=== Data for processing ===

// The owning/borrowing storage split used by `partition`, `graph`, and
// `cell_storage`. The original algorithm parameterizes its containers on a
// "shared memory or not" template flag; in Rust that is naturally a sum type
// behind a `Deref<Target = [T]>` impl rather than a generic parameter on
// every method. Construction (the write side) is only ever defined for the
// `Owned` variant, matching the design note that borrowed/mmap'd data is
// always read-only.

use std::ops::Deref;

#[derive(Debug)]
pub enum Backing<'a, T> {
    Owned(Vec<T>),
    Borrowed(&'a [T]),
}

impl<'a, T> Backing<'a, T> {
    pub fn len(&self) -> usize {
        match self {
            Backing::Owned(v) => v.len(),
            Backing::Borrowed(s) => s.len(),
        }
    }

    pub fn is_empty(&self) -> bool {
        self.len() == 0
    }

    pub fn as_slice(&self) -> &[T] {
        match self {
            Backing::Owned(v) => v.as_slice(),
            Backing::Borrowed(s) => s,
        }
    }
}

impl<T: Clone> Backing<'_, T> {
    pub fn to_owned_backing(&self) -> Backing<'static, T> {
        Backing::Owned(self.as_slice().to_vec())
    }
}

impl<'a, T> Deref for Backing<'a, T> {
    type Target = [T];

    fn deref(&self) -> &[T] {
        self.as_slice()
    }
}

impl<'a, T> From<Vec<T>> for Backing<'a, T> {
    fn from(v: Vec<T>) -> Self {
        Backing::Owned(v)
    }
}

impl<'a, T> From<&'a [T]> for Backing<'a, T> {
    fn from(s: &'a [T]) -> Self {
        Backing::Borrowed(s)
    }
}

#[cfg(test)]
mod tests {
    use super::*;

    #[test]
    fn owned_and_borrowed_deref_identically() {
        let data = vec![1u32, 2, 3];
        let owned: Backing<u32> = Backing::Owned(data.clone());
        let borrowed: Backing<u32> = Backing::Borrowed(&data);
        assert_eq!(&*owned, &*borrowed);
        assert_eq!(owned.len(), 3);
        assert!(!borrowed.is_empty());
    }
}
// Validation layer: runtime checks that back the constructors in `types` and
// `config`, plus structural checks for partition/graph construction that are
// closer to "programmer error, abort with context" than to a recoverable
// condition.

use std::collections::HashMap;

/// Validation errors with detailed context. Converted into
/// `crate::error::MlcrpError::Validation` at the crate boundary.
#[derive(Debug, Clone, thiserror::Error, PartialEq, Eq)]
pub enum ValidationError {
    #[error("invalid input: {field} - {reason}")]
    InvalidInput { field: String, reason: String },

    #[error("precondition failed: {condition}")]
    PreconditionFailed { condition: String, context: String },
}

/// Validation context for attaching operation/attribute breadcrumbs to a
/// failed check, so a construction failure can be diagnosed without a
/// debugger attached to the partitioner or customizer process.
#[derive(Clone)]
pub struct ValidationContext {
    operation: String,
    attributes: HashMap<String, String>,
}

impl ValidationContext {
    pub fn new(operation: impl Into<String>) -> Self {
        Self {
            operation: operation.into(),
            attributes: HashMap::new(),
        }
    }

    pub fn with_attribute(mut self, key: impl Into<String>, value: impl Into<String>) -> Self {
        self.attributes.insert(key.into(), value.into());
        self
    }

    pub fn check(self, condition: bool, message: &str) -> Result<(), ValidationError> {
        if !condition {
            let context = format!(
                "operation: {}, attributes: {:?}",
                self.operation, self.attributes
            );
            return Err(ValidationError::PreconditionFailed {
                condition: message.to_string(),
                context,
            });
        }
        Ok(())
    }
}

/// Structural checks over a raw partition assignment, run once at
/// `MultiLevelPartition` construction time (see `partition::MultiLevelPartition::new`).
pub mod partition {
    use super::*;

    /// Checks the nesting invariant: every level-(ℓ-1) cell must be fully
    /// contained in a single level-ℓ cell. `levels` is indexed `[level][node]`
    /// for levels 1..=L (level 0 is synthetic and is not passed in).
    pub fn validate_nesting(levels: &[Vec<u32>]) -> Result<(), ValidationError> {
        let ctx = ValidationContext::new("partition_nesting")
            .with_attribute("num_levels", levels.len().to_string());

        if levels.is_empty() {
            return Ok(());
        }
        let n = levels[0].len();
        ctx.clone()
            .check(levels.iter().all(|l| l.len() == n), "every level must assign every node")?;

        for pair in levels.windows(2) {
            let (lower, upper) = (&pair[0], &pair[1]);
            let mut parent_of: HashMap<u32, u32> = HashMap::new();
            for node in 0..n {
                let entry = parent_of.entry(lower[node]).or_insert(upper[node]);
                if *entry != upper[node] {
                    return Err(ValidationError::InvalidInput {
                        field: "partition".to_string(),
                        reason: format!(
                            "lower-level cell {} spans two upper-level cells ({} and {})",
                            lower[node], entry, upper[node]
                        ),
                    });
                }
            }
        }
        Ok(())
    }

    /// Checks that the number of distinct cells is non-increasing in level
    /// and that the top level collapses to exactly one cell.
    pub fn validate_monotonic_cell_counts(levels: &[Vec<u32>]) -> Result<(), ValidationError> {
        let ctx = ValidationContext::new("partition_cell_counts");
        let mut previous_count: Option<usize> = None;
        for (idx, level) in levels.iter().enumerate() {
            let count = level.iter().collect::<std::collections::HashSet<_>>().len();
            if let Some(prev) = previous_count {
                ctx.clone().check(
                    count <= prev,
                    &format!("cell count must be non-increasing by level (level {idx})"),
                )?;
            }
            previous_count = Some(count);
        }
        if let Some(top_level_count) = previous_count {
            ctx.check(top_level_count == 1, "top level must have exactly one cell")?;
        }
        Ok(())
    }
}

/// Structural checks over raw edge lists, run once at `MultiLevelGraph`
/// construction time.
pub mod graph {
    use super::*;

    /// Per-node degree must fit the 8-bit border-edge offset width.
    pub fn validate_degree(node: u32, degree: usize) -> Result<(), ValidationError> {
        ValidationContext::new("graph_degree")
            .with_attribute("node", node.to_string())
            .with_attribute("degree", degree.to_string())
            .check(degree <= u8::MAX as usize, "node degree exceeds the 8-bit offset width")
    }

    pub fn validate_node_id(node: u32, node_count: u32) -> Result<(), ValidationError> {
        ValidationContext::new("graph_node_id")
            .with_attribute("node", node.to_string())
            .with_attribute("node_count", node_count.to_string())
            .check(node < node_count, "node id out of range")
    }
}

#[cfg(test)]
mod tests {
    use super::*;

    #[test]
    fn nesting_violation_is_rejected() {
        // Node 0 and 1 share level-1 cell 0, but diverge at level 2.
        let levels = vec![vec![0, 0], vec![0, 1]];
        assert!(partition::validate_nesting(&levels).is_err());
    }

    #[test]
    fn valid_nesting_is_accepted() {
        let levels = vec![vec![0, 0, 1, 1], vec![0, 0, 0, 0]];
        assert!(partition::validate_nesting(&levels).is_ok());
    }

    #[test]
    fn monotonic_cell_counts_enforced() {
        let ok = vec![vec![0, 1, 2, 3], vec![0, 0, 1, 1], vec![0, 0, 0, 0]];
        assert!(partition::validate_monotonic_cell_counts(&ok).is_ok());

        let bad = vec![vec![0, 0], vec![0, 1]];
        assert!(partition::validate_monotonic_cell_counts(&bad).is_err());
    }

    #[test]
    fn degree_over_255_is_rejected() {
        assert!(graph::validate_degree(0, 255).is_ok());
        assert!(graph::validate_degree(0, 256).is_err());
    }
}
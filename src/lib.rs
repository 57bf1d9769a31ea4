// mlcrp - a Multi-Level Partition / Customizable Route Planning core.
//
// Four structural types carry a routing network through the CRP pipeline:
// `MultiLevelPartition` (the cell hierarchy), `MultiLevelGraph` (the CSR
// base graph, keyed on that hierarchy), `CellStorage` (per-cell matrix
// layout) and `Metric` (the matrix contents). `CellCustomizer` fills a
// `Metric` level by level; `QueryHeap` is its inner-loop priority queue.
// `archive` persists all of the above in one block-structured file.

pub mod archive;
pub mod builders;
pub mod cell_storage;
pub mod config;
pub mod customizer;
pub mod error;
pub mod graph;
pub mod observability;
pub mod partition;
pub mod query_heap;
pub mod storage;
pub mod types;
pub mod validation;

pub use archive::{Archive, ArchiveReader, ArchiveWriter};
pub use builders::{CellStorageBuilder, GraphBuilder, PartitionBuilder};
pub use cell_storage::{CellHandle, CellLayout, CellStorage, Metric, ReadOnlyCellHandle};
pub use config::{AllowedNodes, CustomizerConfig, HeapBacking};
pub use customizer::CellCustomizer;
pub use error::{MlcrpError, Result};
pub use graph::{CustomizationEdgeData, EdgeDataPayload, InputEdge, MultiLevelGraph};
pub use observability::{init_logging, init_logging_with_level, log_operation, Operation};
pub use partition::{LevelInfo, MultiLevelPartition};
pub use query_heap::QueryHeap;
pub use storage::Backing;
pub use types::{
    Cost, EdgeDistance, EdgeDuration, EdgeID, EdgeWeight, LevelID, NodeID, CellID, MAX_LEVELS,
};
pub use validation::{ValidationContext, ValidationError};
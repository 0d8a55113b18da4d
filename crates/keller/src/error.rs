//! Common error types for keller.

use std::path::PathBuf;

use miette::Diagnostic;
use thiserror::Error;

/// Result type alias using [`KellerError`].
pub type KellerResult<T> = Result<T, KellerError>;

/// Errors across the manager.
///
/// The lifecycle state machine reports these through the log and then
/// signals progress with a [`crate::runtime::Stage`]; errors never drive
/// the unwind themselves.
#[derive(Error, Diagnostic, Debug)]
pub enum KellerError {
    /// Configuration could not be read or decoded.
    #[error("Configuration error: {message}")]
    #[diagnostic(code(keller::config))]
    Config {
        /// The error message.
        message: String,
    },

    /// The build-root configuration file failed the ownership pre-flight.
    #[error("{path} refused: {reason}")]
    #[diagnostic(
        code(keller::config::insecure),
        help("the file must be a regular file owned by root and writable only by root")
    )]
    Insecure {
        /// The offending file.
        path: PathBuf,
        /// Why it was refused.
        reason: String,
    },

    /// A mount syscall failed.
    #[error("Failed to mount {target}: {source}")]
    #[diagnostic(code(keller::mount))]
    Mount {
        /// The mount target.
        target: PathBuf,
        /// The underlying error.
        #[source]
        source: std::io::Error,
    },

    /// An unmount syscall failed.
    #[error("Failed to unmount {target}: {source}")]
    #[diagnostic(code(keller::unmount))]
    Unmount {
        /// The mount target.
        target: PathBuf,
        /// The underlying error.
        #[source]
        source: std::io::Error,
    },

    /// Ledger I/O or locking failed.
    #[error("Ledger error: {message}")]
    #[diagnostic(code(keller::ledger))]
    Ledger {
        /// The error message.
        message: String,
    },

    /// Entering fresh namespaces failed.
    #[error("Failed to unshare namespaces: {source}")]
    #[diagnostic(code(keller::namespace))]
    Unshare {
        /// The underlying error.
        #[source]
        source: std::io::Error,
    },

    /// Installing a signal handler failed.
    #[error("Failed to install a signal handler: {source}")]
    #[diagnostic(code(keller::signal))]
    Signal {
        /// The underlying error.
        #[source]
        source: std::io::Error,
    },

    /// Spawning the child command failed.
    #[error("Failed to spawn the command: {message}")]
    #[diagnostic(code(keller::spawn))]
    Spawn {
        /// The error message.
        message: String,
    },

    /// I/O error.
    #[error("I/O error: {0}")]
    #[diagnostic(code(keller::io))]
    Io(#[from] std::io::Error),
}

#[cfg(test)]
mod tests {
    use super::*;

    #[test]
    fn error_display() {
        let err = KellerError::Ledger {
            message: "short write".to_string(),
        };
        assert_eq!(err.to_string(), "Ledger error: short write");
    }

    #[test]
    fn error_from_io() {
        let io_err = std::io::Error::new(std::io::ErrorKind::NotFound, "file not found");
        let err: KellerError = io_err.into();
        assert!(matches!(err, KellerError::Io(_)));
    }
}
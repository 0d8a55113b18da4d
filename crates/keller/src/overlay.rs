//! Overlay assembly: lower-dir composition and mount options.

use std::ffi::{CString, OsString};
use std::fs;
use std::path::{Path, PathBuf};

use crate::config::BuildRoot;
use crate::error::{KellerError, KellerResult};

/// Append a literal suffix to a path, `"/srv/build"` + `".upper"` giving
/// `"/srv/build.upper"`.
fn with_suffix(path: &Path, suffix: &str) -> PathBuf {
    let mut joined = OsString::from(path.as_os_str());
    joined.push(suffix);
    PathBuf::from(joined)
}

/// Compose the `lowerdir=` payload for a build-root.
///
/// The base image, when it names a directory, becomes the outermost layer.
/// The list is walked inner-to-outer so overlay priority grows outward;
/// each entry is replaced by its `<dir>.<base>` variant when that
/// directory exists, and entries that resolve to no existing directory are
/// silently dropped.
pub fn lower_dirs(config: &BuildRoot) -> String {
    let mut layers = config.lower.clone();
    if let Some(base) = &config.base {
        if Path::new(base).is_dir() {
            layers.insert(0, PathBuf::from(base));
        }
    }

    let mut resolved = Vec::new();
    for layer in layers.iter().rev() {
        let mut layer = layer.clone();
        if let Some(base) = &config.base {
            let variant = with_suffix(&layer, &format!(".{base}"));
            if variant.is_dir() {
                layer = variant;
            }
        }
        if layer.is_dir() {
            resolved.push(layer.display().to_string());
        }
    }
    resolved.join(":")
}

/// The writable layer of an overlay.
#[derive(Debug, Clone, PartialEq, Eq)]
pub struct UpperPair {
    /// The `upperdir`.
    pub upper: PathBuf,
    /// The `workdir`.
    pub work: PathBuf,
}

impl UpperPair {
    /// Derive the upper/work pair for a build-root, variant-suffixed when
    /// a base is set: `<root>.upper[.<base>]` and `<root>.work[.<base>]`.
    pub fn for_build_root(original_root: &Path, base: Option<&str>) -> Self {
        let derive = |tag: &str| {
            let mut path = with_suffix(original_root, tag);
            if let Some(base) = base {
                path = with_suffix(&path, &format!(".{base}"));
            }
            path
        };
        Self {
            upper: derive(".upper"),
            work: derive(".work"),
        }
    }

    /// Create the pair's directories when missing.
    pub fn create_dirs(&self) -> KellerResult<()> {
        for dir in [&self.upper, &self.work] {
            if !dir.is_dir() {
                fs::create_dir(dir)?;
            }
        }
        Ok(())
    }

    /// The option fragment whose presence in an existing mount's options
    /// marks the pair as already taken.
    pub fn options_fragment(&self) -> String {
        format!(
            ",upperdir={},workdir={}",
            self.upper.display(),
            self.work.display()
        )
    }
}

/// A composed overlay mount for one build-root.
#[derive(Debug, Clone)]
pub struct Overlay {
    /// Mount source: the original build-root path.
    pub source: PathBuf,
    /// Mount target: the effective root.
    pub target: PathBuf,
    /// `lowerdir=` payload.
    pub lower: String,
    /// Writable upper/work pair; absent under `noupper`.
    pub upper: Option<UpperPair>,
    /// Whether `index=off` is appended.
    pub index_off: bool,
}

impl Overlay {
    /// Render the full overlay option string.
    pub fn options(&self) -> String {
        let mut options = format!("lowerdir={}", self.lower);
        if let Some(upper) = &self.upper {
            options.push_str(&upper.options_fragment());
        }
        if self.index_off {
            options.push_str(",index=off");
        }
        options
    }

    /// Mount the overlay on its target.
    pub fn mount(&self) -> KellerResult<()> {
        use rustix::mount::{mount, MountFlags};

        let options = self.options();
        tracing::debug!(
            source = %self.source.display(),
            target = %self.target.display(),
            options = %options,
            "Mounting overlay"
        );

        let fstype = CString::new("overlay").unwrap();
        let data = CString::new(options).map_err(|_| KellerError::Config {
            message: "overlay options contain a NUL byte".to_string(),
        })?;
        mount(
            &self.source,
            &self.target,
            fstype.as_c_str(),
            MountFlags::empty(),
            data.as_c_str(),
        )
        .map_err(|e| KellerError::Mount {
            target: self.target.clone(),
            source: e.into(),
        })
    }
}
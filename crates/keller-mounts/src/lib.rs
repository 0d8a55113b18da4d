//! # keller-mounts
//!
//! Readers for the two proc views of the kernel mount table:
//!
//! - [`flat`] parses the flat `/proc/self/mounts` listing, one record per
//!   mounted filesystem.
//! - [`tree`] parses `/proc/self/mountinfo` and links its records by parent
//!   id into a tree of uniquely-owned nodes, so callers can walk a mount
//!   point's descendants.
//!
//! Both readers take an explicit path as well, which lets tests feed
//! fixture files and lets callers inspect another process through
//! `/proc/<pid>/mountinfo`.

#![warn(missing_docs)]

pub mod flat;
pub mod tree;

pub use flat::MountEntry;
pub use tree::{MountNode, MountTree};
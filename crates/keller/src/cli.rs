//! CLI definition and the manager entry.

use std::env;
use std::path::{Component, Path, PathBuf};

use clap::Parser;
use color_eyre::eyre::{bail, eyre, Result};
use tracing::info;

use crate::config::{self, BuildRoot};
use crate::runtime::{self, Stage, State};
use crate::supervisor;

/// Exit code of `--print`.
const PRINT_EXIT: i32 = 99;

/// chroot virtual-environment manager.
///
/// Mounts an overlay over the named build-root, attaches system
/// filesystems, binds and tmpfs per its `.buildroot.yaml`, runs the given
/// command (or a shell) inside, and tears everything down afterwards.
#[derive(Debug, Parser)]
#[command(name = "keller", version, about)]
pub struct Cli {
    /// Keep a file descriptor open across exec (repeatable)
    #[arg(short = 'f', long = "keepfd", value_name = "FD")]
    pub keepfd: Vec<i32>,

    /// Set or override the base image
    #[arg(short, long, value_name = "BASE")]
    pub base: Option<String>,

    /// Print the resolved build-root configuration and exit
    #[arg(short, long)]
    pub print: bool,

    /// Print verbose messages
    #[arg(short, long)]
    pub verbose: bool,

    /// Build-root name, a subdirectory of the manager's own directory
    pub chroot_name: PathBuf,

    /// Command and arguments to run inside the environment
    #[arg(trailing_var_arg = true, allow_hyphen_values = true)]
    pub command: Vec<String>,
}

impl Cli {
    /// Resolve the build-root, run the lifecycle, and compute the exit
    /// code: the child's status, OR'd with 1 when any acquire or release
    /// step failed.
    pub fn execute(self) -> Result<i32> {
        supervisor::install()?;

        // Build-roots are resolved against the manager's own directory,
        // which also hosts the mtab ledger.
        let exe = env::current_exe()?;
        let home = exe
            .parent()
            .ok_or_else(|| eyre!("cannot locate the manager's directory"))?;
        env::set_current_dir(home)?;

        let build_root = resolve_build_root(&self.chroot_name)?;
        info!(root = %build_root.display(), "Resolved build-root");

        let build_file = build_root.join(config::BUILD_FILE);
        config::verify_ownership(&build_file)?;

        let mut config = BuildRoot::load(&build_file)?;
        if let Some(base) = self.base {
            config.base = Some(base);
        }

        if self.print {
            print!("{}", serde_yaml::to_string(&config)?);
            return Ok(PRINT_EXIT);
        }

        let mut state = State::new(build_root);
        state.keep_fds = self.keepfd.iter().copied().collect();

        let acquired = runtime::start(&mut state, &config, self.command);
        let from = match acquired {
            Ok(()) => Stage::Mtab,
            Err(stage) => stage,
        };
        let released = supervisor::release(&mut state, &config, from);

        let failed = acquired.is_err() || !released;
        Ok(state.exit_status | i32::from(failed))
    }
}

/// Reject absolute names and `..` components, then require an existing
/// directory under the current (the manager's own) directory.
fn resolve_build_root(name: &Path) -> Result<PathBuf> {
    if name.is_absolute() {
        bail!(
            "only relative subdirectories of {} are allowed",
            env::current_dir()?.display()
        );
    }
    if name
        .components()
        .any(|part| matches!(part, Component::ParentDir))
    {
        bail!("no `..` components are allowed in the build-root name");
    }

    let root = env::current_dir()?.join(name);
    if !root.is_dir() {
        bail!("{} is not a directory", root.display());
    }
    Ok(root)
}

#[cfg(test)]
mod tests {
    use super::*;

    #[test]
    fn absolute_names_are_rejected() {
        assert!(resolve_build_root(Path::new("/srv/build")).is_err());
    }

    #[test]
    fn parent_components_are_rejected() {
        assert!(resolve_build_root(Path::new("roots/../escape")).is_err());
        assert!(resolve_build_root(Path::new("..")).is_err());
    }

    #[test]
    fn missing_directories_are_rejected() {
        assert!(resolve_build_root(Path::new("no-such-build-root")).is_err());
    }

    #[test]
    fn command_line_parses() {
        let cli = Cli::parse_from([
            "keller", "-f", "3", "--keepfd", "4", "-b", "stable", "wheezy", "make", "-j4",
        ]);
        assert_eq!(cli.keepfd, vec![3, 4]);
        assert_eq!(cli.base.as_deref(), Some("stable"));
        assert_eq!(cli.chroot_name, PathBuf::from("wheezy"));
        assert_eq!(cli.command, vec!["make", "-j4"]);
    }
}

===

| Task prompt |
The word is "bail". Copy every line above where it appears.

| Written answer |
use color_eyre::eyre::{bail, eyre, Result};
        bail!(
        bail!("no `..` components are allowed in the build-root name");
        bail!("{} is not a directory", root.display());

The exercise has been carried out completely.